Problem description: Using the records below, transcribe word for word the stretch from the line that contains "filename src/main.rs" through the line that contains "configuration from TOML", both end lines included, and nothing else.

Items from a dataset
▼
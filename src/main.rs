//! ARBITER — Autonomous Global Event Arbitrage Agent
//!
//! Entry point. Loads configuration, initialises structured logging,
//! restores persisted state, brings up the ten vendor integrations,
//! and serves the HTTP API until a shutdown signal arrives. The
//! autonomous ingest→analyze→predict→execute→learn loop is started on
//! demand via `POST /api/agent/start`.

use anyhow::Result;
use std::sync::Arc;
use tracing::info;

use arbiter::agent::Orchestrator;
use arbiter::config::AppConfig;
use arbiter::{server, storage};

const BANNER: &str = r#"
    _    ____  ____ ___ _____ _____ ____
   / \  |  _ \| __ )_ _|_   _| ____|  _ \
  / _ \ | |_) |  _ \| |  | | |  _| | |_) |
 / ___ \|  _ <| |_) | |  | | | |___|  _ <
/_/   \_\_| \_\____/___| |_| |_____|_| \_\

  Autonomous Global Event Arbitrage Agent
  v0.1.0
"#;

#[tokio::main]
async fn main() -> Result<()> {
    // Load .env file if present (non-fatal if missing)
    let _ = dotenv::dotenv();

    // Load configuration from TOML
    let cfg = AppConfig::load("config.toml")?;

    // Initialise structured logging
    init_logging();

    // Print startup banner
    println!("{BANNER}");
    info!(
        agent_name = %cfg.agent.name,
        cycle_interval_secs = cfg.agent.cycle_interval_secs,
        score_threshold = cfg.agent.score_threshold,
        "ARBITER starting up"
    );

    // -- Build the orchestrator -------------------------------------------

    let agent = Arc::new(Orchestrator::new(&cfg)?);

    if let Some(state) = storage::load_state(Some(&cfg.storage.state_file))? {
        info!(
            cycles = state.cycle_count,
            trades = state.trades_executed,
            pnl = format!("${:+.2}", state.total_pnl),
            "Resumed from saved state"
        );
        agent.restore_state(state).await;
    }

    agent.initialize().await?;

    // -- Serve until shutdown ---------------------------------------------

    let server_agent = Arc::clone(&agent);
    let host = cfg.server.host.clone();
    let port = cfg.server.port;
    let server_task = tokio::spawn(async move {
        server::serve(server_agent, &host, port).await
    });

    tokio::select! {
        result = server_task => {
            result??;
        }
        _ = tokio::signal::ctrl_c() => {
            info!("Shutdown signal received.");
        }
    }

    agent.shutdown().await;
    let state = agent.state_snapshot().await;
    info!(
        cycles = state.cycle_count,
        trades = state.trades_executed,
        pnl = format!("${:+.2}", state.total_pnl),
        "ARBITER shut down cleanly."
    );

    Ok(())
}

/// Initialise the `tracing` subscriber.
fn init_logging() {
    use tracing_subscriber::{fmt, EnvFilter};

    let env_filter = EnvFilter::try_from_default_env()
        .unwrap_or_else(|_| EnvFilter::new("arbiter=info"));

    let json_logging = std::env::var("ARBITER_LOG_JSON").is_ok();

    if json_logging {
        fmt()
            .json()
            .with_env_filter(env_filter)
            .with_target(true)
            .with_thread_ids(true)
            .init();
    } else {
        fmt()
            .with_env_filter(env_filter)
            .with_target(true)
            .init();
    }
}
▲
▼
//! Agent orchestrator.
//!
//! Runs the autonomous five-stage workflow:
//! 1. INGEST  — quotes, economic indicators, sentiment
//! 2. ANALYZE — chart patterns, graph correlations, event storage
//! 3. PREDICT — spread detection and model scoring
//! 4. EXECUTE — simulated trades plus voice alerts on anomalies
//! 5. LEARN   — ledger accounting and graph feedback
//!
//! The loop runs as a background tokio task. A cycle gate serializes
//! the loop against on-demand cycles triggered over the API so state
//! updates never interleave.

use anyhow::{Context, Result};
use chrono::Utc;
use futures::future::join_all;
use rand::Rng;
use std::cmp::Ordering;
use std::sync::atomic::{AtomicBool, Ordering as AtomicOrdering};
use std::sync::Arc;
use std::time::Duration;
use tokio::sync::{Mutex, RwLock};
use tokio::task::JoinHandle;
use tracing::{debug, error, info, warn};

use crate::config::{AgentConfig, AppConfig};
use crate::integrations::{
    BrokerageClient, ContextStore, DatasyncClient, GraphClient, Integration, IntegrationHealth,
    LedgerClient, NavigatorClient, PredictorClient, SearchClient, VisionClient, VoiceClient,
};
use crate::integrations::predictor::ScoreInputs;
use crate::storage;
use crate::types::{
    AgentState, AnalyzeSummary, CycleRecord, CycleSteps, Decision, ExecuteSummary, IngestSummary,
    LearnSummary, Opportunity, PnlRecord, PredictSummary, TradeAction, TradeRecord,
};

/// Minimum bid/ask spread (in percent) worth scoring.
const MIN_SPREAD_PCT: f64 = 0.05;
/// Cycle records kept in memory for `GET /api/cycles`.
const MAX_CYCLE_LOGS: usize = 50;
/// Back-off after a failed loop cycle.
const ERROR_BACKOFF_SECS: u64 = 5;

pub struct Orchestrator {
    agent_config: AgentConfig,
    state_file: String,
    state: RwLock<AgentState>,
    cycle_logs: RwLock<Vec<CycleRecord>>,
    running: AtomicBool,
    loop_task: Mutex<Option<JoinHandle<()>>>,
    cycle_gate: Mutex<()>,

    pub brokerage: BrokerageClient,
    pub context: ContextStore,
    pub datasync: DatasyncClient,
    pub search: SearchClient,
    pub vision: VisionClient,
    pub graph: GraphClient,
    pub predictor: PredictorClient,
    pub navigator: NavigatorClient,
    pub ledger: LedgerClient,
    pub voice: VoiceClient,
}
▲
Response to this task:
filename src/main.rs
//! ARBITER — Autonomous Global Event Arbitrage Agent
//!
//! Entry point. Loads configuration, initialises structured logging,
//! restores persisted state, brings up the ten vendor integrations,
//! and serves the HTTP API until a shutdown signal arrives. The
//! autonomous ingest→analyze→predict→execute→learn loop is started on
//! demand via `POST /api/agent/start`.

use anyhow::Result;
use std::sync::Arc;
use tracing::info;

use arbiter::agent::Orchestrator;
use arbiter::config::AppConfig;
use arbiter::{server, storage};

const BANNER: &str = r#"
    _    ____  ____ ___ _____ _____ ____
   / \  |  _ \| __ )_ _|_   _| ____|  _ \
  / _ \ | |_) |  _ \| |  | | |  _| | |_) |
 / ___ \|  _ <| |_) | |  | | | |___|  _ <
/_/   \_\_| \_\____/___| |_| |_____|_| \_\

  Autonomous Global Event Arbitrage Agent
  v0.1.0
"#;

#[tokio::main]
async fn main() -> Result<()> {
    // Load .env file if present (non-fatal if missing)
    let _ = dotenv::dotenv();

    // Load configuration from TOML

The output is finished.